To each their own. I'm Canadian. I think all of you Americans are fucked up. But we love you just the same <3 :-)
Mostly it isn't left vs. right but just the conclusions they make. AT&T out sources 200 jobs to a tech firm in England [or something] and all of a sudden they're "unamerican". Or there is such a thing as "war on terror" or "civil war in Iraq was inevitable anyways".
You guys really need to headsmack the whole media and stop going for the juicy soundbites which have irrelevant usefulness and actually come to the root of things.
I mean why was Enron so successful for so long? Was the media really looking that hard?
Why is Cheney not in prison? What exactly is a "hunting accident" anyways?
etc, etc.
You guys seem to skim over the real issues when they're new and juicy then just give up on them.
Tom
Someday, I'll have a real sig.
When you lie about something that could easily be true, and the person you're lieing about (the Chinese government) is unreliable, then people will oftentimes believe you. Granted, it is irresponsible to assume that something is true without proper verification, but that is the real "point" here, and isn't really related to "free speech."
Of course, she did urge people to "act forcefully to remove a government administration playing games of smoke and mirrors and vicious deceit.". I think it's the "act forcefully" part that gets you investigated. Plus, she *was* using a government computer for non-work related activities. You can get fired for simply checking your personal email on a gvt. computer sometimes. Plus, you just spoke out about Bush. Are you being investigated?
You'll have that sometimes...
Big difference between slaves who died 150-300 years ago, and protesters who died less than twenty years ago.
Infanticide? A lot of people would call aborton exactly that, so you're not off the hook there either.Yeah, I agree that it's wrong--but at least we're not forcing people to do that, as they do in China.
Not to mention dumpster babies, which America has had more than a few of.
A statistically insignificant number--and again, not the result of official coercion.
Many forced sterilisations back around the beginning of the twentieth century, and lots of Americans who think that we should bring back that kind of eugenics.
That was a long time ago.
Executing convicts? At least China doesn't execute children and the mentally incompetent. Oh wait, America finally bannd executing the mentally incompetent, although children are still fair game.
I don't believe that a child has been executed in the US in well over a century--possibly ever. We have executed adults who committed crimes as teenagers, which strikes me as perfectly decent: a 17 year old who rapes and murders is just as deserving of punishment as he would be if he'd waited a week.

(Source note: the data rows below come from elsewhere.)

//! Configuration management for Trackteller.
//!
//! This module handles loading and accessing configuration values from environment
//! variables and `.env` files. Credentials are the only required values; every
//! endpoint has a default that can be overridden for testing against a local
//! stand-in.
//!
//! The configuration system follows a hierarchical approach:
//! 1. Environment variables (highest priority)
//! 2. `.env` file in the local data directory
//! 3. Application defaults (where applicable)
//!
//! Missing credentials never abort the process. Each accessor returns a
//! [`ConfigError`] that the owning subsystem reports when it is used.

use std::{env, net::Ipv4Addr, path::PathBuf, time::Duration};

use crate::error::ConfigError;

/// Loopback host the callback server binds to.
pub const CALLBACK_HOST: Ipv4Addr = Ipv4Addr::LOCALHOST;

/// Port registered with Spotify as part of the redirect URI.
pub const CALLBACK_PORT: u16 = 8888;

/// Path of the single route served by the callback server.
pub const CALLBACK_PATH: &str = "/callback";

/// Scopes requested during authorization.
pub const SPOTIFY_SCOPES: [&str; 3] = [
    "user-read-playback-state",
    "user-modify-playback-state",
    "user-read-currently-playing",
];

/// Interval between two scheduled playback polls.
pub const POLL_INTERVAL: Duration = Duration::from_millis(5000);

/// Delay before the extra refresh that follows a control action.
pub const RESYNC_DELAY: Duration = Duration::from_millis(500);

/// Access tokens expiring within this window are refreshed before use.
pub const REFRESH_MARGIN_SECS: i64 = 240;

/// How long an authorization attempt waits for the browser redirect.
pub const AUTHORIZATION_TIMEOUT: Duration = Duration::from_secs(120);

const APP_DIR: &str = "trackteller";

/// Loads environment variables from a `.env` file in the local data directory.
///
/// Creates the data directory if needed and loads `trackteller/.env` from the
/// platform-specific local data directory:
/// - Linux: `~/.local/share/trackteller/.env`
/// - macOS: `~/Library/Application Support/trackteller/.env`
/// - Windows: `%LOCALAPPDATA%/trackteller/.env`
///
/// A missing `.env` file is not an error; values may come from the process
/// environment instead.
///
/// # Errors
///
/// Returns an error if the data directory cannot be created or an existing
/// `.env` file cannot be parsed.
pub async fn load_env() -> Result<(), String> {
    let path = data_dir().join(".env");
    if let Some(parent) = path.parent() {
        async_fs::create_dir_all(parent)
            .await
            .map_err(|e| e.to_string())?;
    }

    if path.is_file() {
        dotenv::from_path(&path).map_err(|e| e.to_string())?;
    }
    Ok(())
}

/// Root of every file Trackteller persists.
pub fn data_dir() -> PathBuf {
    let mut path = dirs::data_local_dir().unwrap_or_else(|| PathBuf::from("."));
    path.push(APP_DIR);
    path
}

/// Location of the persisted session.
pub fn token_path() -> PathBuf {
    data_dir().join("cache").join("token.json")
}

/// Location of the insight database.
pub fn insights_db_path() -> PathBuf {
    data_dir().join("insights.sqlite")
}

/// Returns the Spotify client ID registered for this application.
///
/// # Errors
///
/// Returns [`ConfigError::Missing`] if `SPOTIFY_CLIENT_ID` is unset or empty.
pub fn spotify_client_id() -> Result<String, ConfigError> {
    required("SPOTIFY_CLIENT_ID")
}

/// Returns the Spotify client secret registered for this application.
///
/// The secret is sent to the token endpoint only and never logged.
///
/// # Errors
///
/// Returns [`ConfigError::Missing`] if `SPOTIFY_CLIENT_SECRET` is unset or empty.
pub fn spotify_client_secret() -> Result<String, ConfigError> {
    required("SPOTIFY_CLIENT_SECRET")
}

/// Returns the API key used for insight generation.
///
/// # Errors
///
/// Returns [`ConfigError::Missing`] if `OPENAI_API_KEY` is unset or empty.
pub fn openai_api_key() -> Result<String, ConfigError> {
    required("OPENAI_API_KEY")
}

/// Base URL of the Spotify Web API, e.g. `https://api.spotify.com/v1`.
pub fn spotify_api_url() -> String {
    optional("SPOTIFY_API_URL", "https://api.spotify.com/v1")
}

/// Spotify authorization endpoint the browser is sent to.
pub fn spotify_auth_url() -> String {
    optional("SPOTIFY_AUTH_URL", "https://accounts.spotify.com/authorize")
}

/// Spotify token endpoint used for code exchange and refresh.
pub fn spotify_token_url() -> String {
    optional("SPOTIFY_TOKEN_URL", "https://accounts.spotify.com/api/token")
}

/// Chat-completions endpoint used for insight generation.
pub fn openai_api_url() -> String {
    optional(
        "OPENAI_API_URL",
        "https://api.openai.com/v1/chat/completions",
    )
}

/// Model requested for insight generation.
pub fn openai_model() -> String {
    optional("OPENAI_MODEL", "gpt-4o")
}

/// Upper bound on the length of a generated insight, in tokens.
pub fn openai_max_tokens() -> u32 {
    env::var("OPENAI_MAX_TOKENS")
        .ok()
        .and_then(|v| v.trim().parse().ok())
        .unwrap_or(5000)
}

/// Whether `debug!` output is enabled.
pub fn debug_enabled() -> bool {
    env::var("TRACKTELLER_DEBUG").is_ok_and(|v| !v.is_empty() && v != "0")
}

fn required(key: &'static str) -> Result<String, ConfigError> {
    match env::var(key) {
        Ok(value) if !value.trim().is_empty() => Ok(value),
        _ => Err(ConfigError::Missing(key)),
    }
}

fn optional(key: &str, default: &str) -> String {
    env::var(key)
        .ok()
        .filter(|v| !v.trim().is_empty())
        .unwrap_or_else(|| default.to_string())
}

And the idiots in the Supreme Court outlawed the practise anyway last year, in clear contravention of precedent and the plain meaning of the Constitution.
Also, AFAIK China does this still...
Censorship? Obviously you haven't been paying attention to the Republican's latest attempt to stop the media from revealing their crimes.
You're begging the question: was there a crime? There's a lot of very strong evidence that there was not. The laws in question would merely prevent publishing legitimate secrets, which is no big deal at all.
And the constant threats against Iran ...
You mean the rogue state lead by a lunatic who worships an imam in a well and who threatens to wipe Israel from the map? You think we shouldn't try to keep them in line?
Don't dupe yourself -- America is a fascist state, and has been for some time now.
Don't kid yourself--America is nowhere near being a fascist state. Look, I disagree with a lot of what our State does (I'm a right-libertarian), but we are far, far from a regime like Hitler's, Stalin's, Mao's or even Gorbachev's.
And in any case, your objections are irrelevant: even were we as bad as you think, that would not make the Chinese any better in an absolute sense.
You had a lot of good points, but lost most of them in the assumption that we are all American. There are other parts of the world you know. Your American-centered view is disheartening.